A: Many employers have taken the next logical step of comparing these fees to what others are paying in the marketplace. While there are public and private databases to help with fee comparisons, it should be done in light of the services offered. What may seem like a high fee, may not seem so high when compared to the services one receives for the fee. The DOL has never stated that a plan’s fees need to be the lowest available, they should simply be reasonable in light of the services provided.

Q: Through both law and regulation, the DOL and Internal Revenue Service have endorsed the use of auto-features such as auto-enrollment and auto-escalation by defined contribution plans. Have these programs been effective?

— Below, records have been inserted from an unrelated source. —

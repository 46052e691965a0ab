//! Key-state tables with held (level) and pressed-once (edge) queries.
//!
//! - **Held:** `is_held(key)` reads the current table. True every tick the
//!   key is physically down.
//!
//! - **Pressed once:** `pressed_once(key)` is true only on the up -> down
//!   transition. The query itself consumes the edge by copying the current
//!   state into the previous table, so it must be asked at most once per key
//!   per tick. A second query in the same tick reports false.
//!
//! Both tables are fixed-size arrays indexed by `Key`; only the event pump
//! (`key_down`/`key_up`), `pressed_once` and `clear_all` mutate them.

/// Symbolic key codes. Backends map their native codes onto these.
#[derive(Debug, Clone, Copy, PartialEq, Eq, Hash)]
pub enum Key {
    A,
    B,
    C,
    D,
    E,
    F,
    G,
    H,
    I,
    J,
    K,
    L,
    M,
    N,
    O,
    P,
    Q,
    R,
    S,
    T,
    U,
    V,
    W,
    X,
    Y,
    Z,
    Num0,
    Num1,
    Num2,
    Num3,
    Num4,
    Num5,
    Num6,
    Num7,
    Num8,
    Num9,
    Space,
    Exclaim,
    Quote,
    Hash,
    Dollar,
    Percent,
    Ampersand,
    Apostrophe,
    LeftParen,
    RightParen,
    Asterisk,
    Plus,
    Comma,
    Minus,
    Period,
    Slash,
    Colon,
    Semicolon,
    Less,
    Equals,
    Greater,
    Question,
    At,
    LeftBracket,
    Backslash,
    RightBracket,
    Caret,
    Underscore,
    Backtick,
    LeftBrace,
    Pipe,
    RightBrace,
    Tilde,
    Up,
    Down,
    Left,
    Right,
    Enter,
    Escape,
    Shift,
    Ctrl,
    Alt,
    Tab,
    CapsLock,
    Backspace,
}

impl Key {
    pub const COUNT: usize = 81;

    /// Every key in declaration order.
    pub const ALL: [Key; Key::COUNT] = [
        Key::A,
        Key::B,
        Key::C,
        Key::D,
        Key::E,
        Key::F,
        Key::G,
        Key::H,
        Key::I,
        Key::J,
        Key::K,
        Key::L,
        Key::M,
        Key::N,
        Key::O,
        Key::P,
        Key::Q,
        Key::R,
        Key::S,
        Key::T,
        Key::U,
        Key::V,
        Key::W,
        Key::X,
        Key::Y,
        Key::Z,
        Key::Num0,
        Key::Num1,
        Key::Num2,
        Key::Num3,
        Key::Num4,
        Key::Num5,
        Key::Num6,
        Key::Num7,
        Key::Num8,
        Key::Num9,
        Key::Space,
        Key::Exclaim,
        Key::Quote,
        Key::Hash,
        Key::Dollar,
        Key::Percent,
        Key::Ampersand,
        Key::Apostrophe,
        Key::LeftParen,
        Key::RightParen,
        Key::Asterisk,
        Key::Plus,
        Key::Comma,
        Key::Minus,
        Key::Period,
        Key::Slash,
        Key::Colon,
        Key::Semicolon,
        Key::Less,
        Key::Equals,
        Key::Greater,
        Key::Question,
        Key::At,
        Key::LeftBracket,
        Key::Backslash,
        Key::RightBracket,
        Key::Caret,
        Key::Underscore,
        Key::Backtick,
        Key::LeftBrace,
        Key::Pipe,
        Key::RightBrace,
        Key::Tilde,
        Key::Up,
        Key::Down,
        Key::Left,
        Key::Right,
        Key::Enter,
        Key::Escape,
        Key::Shift,
        Key::Ctrl,
        Key::Alt,
        Key::Tab,
        Key::CapsLock,
        Key::Backspace,
    ];

    pub fn index(self) -> usize {
        self as usize
    }

    /// Map a printable character to its key. Letters are case-insensitive.
    pub fn from_char(c: char) -> Option<Key> {
        const LETTERS: [Key; 26] = [
            Key::A,
            Key::B,
            Key::C,
            Key::D,
            Key::E,
            Key::F,
            Key::G,
            Key::H,
            Key::I,
            Key::J,
            Key::K,
            Key::L,
            Key::M,
            Key::N,
            Key::O,
            Key::P,
            Key::Q,
            Key::R,
            Key::S,
            Key::T,
            Key::U,
            Key::V,
            Key::W,
            Key::X,
            Key::Y,
            Key::Z,
        ];
        const DIGITS: [Key; 10] = [
            Key::Num0,
            Key::Num1,
            Key::Num2,
            Key::Num3,
            Key::Num4,
            Key::Num5,
            Key::Num6,
            Key::Num7,
            Key::Num8,
            Key::Num9,
        ];

        let lower = c.to_ascii_lowercase();
        if lower.is_ascii_lowercase() {
            return Some(LETTERS[(lower as u8 - b'a') as usize]);
        }
        if c.is_ascii_digit() {
            return Some(DIGITS[(c as u8 - b'0') as usize]);
        }
        let key = match c {
            ' ' => Key::Space,
            '!' => Key::Exclaim,
            '"' => Key::Quote,
            '#' => Key::Hash,
            '$' => Key::Dollar,
            '%' => Key::Percent,
            '&' => Key::Ampersand,
            '\'' => Key::Apostrophe,
            '(' => Key::LeftParen,
            ')' => Key::RightParen,
            '*' => Key::Asterisk,
            '+' => Key::Plus,
            ',' => Key::Comma,
            '-' => Key::Minus,
            '.' => Key::Period,
            '/' => Key::Slash,
            ':' => Key::Colon,
            ';' => Key::Semicolon,
            '<' => Key::Less,
            '=' => Key::Equals,
            '>' => Key::Greater,
            '?' => Key::Question,
            '@' => Key::At,
            '[' => Key::LeftBracket,
            '\\' => Key::Backslash,
            ']' => Key::RightBracket,
            '^' => Key::Caret,
            '_' => Key::Underscore,
            '`' => Key::Backtick,
            '{' => Key::LeftBrace,
            '|' => Key::Pipe,
            '}' => Key::RightBrace,
            '~' => Key::Tilde,
            '\r' | '\n' => Key::Enter,
            '\t' => Key::Tab,
            _ => return None,
        };
        Some(key)
    }
}

pub struct InputState {
    current: [bool; Key::COUNT],
    previous: [bool; Key::COUNT],
}

impl InputState {
    pub fn new() -> Self {
        Self {
            current: [false; Key::COUNT],
            previous: [false; Key::COUNT],
        }
    }

    pub fn key_down(&mut self, key: Key) {
        self.current[key.index()] = true;
    }

    pub fn key_up(&mut self, key: Key) {
        self.current[key.index()] = false;
    }

    pub fn is_held(&self, key: Key) -> bool {
        self.current[key.index()]
    }

    /// True on the tick `key` went from up to down. Consumes the edge.
    pub fn pressed_once(&mut self, key: Key) -> bool {
        let i = key.index();
        let current = self.current[i];
        let last = std::mem::replace(&mut self.previous[i], current);
        current && !last
    }

    /// Force every key up in both tables. Call at state transitions so a
    /// key held across the boundary does not leak into the next screen.
    pub fn clear_all(&mut self) {
        self.current = [false; Key::COUNT];
        self.previous = [false; Key::COUNT];
    }
}

impl Default for InputState {
    fn default() -> Self {
        Self::new()
    }
}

A: Auto-enrollment has certainly been successful in terms of increasing plan participation, as typically fewer than 10 percent of participants opt out. This is consistent with the rates we have seen with our client base. The adoption rate of auto-enrollment by plan sponsors is also encouraging. According to the 2012 Plan Sponsor Council of America 401(k) survey, 47.2 percent of plans have an automatic enrollment feature, while 61.5 percent of plans with 5,000+ participants report having automatic enrollment. This trend carries over for our clients as well, as typically the larger plans are more quick to adopt auto features. We have been having conversations with our clients regarding auto-enroll and auto-escalate for a number of years now, and have been seeing adoption rates beginning to accelerate.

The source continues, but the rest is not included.